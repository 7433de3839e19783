use chrono::{TimeZone, Timelike, Utc};
use chrono_tz::America::New_York;
use chrono_tz::UTC;

use marketdata_dates::{
    combine_date_ranges, date_key_to_range, earliest, generate_date_keys, is_valid_date_key,
    latest, new_calendar_range, resolve, time_string_in, to_day_string, CalendarRange, DateError,
    DateInput, Precision, Resolver,
};

#[test]
fn test_free_functions_accept_explicit_zone() {
    let moment = resolve("2022-W01", Some(UTC));
    // Calendar keys are not date strings.
    assert!(matches!(moment, Err(DateError::UnparseableDateString(_))));

    let moment = resolve("March 4, 2021", Some(New_York)).unwrap();
    assert_eq!(moment.instant.to_rfc3339(), "2021-03-04T00:00:00-05:00");
    assert_eq!(moment.precision, Precision::Day);

    assert_eq!(to_day_string(1_617_181_723_000_i64, Some(UTC)).unwrap(), "2021-03-31");
}

#[test]
fn test_range_from_mixed_inputs() {
    let range = new_calendar_range("2024-01-01", 45_322, Some(UTC)).unwrap();
    assert_eq!(range.end().to_rfc3339(), "2024-01-31T00:00:00+00:00");
    assert_eq!(
        range.generate_date_keys("weeks").unwrap(),
        vec!["2023-W53", "2024-W01", "2024-W02", "2024-W03", "2024-W04"]
    );
}

#[test]
fn test_weekly_key_round_trip() {
    let week = date_key_to_range("2022-W01", Some(New_York)).unwrap();
    assert_eq!(week.start().to_rfc3339(), "2022-01-02T00:00:00-05:00");
    assert_eq!(week.end().to_rfc3339(), "2022-01-08T23:59:59.999999999-05:00");
    assert_eq!(week.generate_date_keys("weeks").unwrap(), vec!["2022-W01"]);
    assert_eq!(week.generate_date_keys("days").unwrap().len(), 7);
}

#[test]
fn test_midnight_gap_day_still_has_a_range() {
    let santiago = chrono_tz::America::Santiago;
    let key = date_key_to_range("2022-09-11", Some(santiago)).unwrap();
    let moment = resolve("2022-09-11", Some(santiago)).unwrap();
    assert_eq!(&moment.instant, key.start());
    assert_eq!(moment.precision, Precision::Day);
    assert_eq!(key.duration().num_hours(), 22);
}

#[test]
fn test_key_validation() {
    assert!(is_valid_date_key("2024-02-29"));
    assert!(!is_valid_date_key("2023-02-29"));
    assert!(!is_valid_date_key("2024-13"));
    assert!(matches!(
        date_key_to_range("2024-13", Some(UTC)),
        Err(DateError::InvalidDateKeyFormat(_))
    ));
}

#[test]
fn test_generate_keys_from_instants() {
    let start = UTC.with_ymd_and_hms(2021, 11, 15, 0, 0, 0).unwrap();
    let end = UTC.with_ymd_and_hms(2022, 2, 1, 0, 0, 0).unwrap();
    assert_eq!(
        generate_date_keys(&start, &end, "months").unwrap(),
        vec!["2021-11", "2021-12", "2022-01", "2022-02"]
    );
    assert_eq!(generate_date_keys(&start, &end, "years").unwrap(), vec!["2021", "2022"]);
}

#[test]
fn test_earliest_latest_and_combine() {
    let a = new_calendar_range("2024-01-10T00:00:00Z", "2024-01-12T00:00:00Z", Some(UTC)).unwrap();
    let b = new_calendar_range("2024-01-01T00:00:00Z", "2024-01-03T00:00:00Z", Some(UTC)).unwrap();

    let first = earliest([&a, &b]).unwrap();
    let last = latest([&a, &b]).unwrap();
    assert_eq!(first.with_timezone(&Utc), b.start().with_timezone(&Utc));
    assert_eq!(last.with_timezone(&Utc), a.end().with_timezone(&Utc));

    let combined = combine_date_ranges([a, b]).unwrap();
    assert_eq!(combined.duration().num_days(), 11);

    let nothing: [DateInput; 0] = [];
    assert_eq!(earliest(nothing), Err(DateError::EmptyInputSet));
}

#[test]
fn test_range_serializes_bounds() {
    let range = CalendarRange::from_date_key("2024-03", New_York).unwrap();
    let json = serde_json::to_value(&range).unwrap();
    assert_eq!(json["start"], "2024-03-01T00:00:00-05:00");
    assert_eq!(json["end"], "2024-03-31T23:59:59.999999999-04:00");
}

#[test]
fn test_parsed_moment_serializes_precision() {
    let moment = Resolver::new(chrono_tz::Asia::Tokyo).resolve(43101.5).unwrap();
    let json = serde_json::to_value(moment).unwrap();
    assert_eq!(json["precision"], "second");
    assert_eq!(json["instant"], "2018-01-01T12:00:00+09:00");
}

#[test]
fn test_display_of_resolved_values() {
    let resolver = Resolver::new(New_York);
    let midnight = resolver.to_time("2024-01-15").unwrap();
    assert_eq!(time_string_in(&midnight, &New_York), "2024-01-15");

    let later = resolver.to_time("2024-01-15 09:30:00").unwrap();
    assert_eq!(later.second(), 0);
    assert_eq!(time_string_in(&later, &New_York), "2024-01-15 09:30:00 -05:00");
}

▸ Task goal:
Please show each line in the records above that contains "nothing".

▸ Result of this exercise:
    let nothing: [DateInput; 0] = [];
    assert_eq!(earliest(nothing), Err(DateError::EmptyInputSet));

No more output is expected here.